About this task —
Take each line below that has "reason" and copy it.

Supplied material —
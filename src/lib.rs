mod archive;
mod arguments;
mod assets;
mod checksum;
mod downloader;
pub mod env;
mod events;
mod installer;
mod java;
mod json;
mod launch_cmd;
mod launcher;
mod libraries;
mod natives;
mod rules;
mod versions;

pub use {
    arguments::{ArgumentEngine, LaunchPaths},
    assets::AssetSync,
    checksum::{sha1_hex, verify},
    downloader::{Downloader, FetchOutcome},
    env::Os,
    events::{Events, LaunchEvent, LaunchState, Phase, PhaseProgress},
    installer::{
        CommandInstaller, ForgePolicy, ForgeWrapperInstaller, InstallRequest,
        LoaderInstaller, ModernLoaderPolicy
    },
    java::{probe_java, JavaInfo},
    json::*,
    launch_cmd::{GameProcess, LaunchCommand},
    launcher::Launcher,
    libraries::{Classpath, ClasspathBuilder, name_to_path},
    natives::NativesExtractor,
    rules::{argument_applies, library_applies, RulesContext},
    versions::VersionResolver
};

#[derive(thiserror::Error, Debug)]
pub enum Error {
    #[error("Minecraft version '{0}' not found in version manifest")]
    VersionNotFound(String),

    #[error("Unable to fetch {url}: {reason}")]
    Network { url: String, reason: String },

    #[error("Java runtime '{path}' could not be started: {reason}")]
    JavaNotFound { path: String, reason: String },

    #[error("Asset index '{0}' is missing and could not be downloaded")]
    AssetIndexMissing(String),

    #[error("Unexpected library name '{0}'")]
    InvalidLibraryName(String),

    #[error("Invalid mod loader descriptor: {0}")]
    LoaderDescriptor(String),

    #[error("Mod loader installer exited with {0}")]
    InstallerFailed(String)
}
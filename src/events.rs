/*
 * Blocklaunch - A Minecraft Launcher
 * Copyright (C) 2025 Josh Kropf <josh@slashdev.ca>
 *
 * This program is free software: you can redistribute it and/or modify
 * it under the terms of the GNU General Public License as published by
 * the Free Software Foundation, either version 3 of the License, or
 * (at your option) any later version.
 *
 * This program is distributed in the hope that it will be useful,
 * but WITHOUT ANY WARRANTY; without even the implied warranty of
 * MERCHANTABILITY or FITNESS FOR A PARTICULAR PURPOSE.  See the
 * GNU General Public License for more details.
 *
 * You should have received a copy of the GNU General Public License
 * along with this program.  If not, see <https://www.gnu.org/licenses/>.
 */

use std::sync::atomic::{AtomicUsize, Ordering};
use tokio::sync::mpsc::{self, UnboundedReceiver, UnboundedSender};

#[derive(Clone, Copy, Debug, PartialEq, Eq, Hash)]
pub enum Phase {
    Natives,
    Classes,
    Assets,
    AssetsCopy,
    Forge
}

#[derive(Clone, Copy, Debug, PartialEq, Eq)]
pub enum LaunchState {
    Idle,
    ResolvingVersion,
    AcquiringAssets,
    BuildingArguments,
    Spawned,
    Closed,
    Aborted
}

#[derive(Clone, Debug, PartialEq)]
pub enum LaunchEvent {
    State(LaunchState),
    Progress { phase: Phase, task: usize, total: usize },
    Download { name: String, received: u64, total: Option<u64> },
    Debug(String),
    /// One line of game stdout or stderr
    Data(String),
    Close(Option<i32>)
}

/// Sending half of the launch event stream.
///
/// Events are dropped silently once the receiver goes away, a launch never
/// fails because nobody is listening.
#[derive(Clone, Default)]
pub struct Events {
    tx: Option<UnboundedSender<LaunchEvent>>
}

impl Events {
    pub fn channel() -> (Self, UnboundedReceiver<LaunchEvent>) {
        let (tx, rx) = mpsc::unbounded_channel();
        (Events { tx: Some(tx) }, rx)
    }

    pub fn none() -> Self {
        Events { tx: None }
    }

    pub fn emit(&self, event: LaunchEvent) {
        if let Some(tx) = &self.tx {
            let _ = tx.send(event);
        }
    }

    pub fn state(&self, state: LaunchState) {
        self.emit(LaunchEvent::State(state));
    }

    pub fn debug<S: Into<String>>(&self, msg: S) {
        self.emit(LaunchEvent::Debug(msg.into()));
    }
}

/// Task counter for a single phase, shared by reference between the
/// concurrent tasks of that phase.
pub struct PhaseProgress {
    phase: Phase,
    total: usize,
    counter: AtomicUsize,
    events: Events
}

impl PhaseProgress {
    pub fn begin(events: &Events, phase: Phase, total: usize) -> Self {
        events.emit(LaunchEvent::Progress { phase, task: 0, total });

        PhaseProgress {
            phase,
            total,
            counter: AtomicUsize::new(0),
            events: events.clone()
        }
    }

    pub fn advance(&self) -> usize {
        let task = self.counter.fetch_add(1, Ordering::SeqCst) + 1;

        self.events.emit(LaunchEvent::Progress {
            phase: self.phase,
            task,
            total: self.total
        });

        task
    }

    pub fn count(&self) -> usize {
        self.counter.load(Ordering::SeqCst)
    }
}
* * *
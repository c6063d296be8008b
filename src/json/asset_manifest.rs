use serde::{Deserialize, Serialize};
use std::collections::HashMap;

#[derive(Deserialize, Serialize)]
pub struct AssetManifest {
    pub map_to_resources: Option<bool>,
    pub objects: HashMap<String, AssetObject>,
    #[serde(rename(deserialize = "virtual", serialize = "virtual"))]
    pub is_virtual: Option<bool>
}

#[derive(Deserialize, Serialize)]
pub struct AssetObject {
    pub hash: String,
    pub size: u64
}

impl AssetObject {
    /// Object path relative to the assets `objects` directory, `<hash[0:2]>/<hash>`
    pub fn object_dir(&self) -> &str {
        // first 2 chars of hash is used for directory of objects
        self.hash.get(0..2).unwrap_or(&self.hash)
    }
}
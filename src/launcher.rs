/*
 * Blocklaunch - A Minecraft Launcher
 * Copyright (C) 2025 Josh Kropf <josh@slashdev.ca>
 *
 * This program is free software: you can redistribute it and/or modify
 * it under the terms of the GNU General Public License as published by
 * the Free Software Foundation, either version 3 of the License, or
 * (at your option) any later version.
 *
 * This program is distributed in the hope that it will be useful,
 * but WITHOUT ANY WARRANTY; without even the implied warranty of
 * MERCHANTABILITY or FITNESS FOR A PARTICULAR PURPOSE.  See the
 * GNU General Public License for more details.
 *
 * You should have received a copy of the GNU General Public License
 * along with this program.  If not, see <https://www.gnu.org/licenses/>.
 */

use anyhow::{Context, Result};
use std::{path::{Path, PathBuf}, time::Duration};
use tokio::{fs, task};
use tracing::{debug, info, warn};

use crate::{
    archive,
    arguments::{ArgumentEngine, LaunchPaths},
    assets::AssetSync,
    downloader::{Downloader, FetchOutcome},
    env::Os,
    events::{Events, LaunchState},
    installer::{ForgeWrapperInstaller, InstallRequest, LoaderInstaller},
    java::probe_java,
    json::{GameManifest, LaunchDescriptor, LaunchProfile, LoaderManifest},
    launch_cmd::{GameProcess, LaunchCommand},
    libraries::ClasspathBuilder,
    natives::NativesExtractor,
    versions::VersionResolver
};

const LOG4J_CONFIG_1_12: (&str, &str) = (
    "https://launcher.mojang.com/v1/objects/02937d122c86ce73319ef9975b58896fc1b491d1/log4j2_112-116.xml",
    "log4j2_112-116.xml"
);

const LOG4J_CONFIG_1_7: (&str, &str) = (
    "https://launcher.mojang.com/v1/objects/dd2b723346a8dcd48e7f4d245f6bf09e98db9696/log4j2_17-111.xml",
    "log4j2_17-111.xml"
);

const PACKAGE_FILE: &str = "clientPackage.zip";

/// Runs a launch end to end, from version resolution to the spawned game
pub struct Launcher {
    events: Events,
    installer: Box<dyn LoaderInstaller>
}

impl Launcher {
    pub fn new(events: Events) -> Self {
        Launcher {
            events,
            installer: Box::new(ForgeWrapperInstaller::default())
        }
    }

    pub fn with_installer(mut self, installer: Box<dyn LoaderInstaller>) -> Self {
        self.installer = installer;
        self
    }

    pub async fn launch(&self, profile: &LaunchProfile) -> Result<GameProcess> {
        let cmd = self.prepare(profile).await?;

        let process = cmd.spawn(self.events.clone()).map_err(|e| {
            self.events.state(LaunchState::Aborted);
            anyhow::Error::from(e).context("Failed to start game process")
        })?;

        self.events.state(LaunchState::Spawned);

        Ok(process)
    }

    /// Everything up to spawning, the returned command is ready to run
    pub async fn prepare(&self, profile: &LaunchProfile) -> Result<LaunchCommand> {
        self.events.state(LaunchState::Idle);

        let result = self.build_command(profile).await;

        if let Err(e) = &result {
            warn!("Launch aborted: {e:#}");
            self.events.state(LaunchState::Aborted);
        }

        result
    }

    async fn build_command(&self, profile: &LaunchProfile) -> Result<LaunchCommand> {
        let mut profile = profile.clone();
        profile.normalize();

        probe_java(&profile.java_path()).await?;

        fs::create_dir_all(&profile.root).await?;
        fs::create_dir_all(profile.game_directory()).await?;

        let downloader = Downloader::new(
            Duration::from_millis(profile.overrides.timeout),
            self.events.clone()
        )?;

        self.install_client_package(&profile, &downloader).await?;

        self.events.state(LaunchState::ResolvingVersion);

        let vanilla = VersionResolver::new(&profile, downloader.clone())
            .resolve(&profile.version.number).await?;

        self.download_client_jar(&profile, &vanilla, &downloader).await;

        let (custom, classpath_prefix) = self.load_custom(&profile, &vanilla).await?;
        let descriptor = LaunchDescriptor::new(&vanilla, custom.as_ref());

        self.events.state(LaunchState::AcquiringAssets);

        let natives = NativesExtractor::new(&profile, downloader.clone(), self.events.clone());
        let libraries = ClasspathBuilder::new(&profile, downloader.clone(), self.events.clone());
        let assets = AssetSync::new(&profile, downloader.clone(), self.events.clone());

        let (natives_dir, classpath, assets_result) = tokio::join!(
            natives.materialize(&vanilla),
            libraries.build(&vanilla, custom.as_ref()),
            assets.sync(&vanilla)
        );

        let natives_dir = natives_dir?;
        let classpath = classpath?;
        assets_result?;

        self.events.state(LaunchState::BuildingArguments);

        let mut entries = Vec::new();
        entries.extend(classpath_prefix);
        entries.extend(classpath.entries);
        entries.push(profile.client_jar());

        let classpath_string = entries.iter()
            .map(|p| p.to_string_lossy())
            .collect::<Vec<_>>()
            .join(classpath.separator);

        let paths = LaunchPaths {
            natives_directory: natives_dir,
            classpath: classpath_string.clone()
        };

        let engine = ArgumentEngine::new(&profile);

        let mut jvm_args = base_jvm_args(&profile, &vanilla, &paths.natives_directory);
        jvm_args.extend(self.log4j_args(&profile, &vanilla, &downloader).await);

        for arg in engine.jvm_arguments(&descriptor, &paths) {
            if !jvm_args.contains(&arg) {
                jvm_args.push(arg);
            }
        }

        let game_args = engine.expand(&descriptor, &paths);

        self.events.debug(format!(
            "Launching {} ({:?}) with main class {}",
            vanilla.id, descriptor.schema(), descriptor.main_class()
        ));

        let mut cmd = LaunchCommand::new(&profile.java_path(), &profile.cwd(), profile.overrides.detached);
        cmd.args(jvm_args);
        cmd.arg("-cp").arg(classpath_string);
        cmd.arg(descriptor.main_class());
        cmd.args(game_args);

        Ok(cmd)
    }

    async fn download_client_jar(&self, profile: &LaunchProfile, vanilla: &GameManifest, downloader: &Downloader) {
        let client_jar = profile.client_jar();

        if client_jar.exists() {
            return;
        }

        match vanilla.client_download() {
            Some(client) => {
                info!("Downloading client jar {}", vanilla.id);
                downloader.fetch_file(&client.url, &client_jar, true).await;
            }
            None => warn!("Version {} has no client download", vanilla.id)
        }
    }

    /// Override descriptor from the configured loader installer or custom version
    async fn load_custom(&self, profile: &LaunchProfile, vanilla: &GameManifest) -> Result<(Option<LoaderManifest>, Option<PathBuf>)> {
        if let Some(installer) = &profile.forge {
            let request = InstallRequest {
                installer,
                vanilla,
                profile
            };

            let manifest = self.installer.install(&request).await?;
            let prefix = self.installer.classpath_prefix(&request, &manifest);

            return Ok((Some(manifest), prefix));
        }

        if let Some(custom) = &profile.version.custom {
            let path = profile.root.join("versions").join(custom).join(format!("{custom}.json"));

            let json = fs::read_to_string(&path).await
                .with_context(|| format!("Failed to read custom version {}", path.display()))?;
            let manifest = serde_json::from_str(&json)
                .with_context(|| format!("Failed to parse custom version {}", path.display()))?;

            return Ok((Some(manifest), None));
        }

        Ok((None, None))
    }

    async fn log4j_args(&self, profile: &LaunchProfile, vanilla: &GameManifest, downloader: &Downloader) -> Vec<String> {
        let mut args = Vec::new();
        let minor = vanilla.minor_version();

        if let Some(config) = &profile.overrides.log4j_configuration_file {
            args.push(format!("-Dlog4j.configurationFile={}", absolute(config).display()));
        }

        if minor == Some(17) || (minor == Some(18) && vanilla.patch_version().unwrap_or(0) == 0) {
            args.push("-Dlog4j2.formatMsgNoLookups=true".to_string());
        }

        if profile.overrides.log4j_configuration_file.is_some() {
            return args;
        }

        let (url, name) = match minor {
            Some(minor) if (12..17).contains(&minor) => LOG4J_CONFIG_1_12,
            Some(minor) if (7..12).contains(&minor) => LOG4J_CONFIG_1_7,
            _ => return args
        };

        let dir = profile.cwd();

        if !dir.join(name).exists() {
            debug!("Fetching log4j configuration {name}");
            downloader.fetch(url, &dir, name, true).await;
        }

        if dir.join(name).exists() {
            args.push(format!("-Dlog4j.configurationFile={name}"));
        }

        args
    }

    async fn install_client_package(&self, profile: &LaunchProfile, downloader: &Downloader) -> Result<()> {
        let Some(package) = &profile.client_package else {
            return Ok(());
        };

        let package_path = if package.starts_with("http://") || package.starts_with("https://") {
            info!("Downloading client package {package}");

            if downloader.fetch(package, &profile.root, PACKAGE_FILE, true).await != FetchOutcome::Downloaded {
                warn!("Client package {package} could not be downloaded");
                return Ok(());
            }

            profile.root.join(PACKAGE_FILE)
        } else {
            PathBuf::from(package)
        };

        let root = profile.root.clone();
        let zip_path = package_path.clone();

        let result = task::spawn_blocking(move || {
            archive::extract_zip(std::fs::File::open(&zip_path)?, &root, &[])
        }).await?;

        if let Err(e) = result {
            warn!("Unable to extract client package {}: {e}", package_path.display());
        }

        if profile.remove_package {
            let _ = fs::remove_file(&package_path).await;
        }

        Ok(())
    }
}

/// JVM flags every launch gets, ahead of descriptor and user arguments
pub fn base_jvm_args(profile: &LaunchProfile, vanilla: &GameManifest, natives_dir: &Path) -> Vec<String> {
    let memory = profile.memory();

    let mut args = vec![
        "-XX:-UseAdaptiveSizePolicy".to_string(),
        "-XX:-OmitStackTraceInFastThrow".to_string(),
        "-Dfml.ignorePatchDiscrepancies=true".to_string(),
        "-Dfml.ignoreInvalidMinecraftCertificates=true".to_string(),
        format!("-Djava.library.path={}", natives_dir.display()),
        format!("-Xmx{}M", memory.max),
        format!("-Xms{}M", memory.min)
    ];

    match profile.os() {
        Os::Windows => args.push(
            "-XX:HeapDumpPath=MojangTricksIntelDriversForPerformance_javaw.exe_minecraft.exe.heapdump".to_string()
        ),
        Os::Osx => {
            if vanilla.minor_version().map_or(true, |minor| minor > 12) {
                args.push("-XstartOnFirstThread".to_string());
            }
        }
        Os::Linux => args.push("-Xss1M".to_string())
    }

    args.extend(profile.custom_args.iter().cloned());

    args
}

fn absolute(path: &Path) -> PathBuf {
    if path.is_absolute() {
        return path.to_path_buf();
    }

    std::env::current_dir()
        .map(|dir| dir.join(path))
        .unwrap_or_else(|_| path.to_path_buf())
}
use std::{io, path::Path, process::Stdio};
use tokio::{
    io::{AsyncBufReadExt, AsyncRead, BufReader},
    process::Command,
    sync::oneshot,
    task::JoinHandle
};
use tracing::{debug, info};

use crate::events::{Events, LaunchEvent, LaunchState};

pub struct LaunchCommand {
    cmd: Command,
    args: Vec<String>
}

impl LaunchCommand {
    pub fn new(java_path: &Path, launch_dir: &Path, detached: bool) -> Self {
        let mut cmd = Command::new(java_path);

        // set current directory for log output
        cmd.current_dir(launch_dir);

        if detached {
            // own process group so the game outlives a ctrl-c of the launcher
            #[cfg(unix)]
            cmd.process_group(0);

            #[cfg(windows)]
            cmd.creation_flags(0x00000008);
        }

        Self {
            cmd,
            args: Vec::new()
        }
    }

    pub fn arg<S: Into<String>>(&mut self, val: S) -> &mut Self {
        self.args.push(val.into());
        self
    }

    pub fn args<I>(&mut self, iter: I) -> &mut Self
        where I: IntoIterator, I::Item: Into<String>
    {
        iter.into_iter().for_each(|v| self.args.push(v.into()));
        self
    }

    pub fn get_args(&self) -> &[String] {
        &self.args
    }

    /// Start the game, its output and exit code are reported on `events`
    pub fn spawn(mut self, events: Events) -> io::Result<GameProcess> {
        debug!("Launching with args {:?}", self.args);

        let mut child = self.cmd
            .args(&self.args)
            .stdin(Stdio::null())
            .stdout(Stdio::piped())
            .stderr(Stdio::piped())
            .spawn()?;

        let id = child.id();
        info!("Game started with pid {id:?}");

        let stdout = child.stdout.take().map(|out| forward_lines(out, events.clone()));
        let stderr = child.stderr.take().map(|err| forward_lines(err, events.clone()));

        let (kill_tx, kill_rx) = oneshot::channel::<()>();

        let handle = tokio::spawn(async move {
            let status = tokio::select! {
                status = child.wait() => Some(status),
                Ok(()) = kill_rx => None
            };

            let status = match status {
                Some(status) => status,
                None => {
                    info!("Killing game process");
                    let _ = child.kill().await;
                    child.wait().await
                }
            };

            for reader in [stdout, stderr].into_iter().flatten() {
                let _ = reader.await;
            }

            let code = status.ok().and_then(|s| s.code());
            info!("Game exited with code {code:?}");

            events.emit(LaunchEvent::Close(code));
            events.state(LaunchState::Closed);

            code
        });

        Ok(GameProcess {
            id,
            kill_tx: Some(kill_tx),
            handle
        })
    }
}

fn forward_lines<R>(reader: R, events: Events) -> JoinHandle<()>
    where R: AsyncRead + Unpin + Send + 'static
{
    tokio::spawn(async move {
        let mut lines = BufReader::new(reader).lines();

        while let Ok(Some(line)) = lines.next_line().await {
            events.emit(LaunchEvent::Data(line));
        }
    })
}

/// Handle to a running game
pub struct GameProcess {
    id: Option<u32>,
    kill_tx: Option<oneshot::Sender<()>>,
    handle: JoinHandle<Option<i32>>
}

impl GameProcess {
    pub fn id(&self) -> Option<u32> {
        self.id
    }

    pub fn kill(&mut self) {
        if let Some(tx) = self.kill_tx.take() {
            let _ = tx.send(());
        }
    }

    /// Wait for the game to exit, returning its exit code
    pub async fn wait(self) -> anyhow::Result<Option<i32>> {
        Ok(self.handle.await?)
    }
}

Solution for this problem —
    #[error("Unable to fetch {url}: {reason}")]
    Network { url: String, reason: String },
    #[error("Java runtime '{path}' could not be started: {reason}")]
    JavaNotFound { path: String, reason: String },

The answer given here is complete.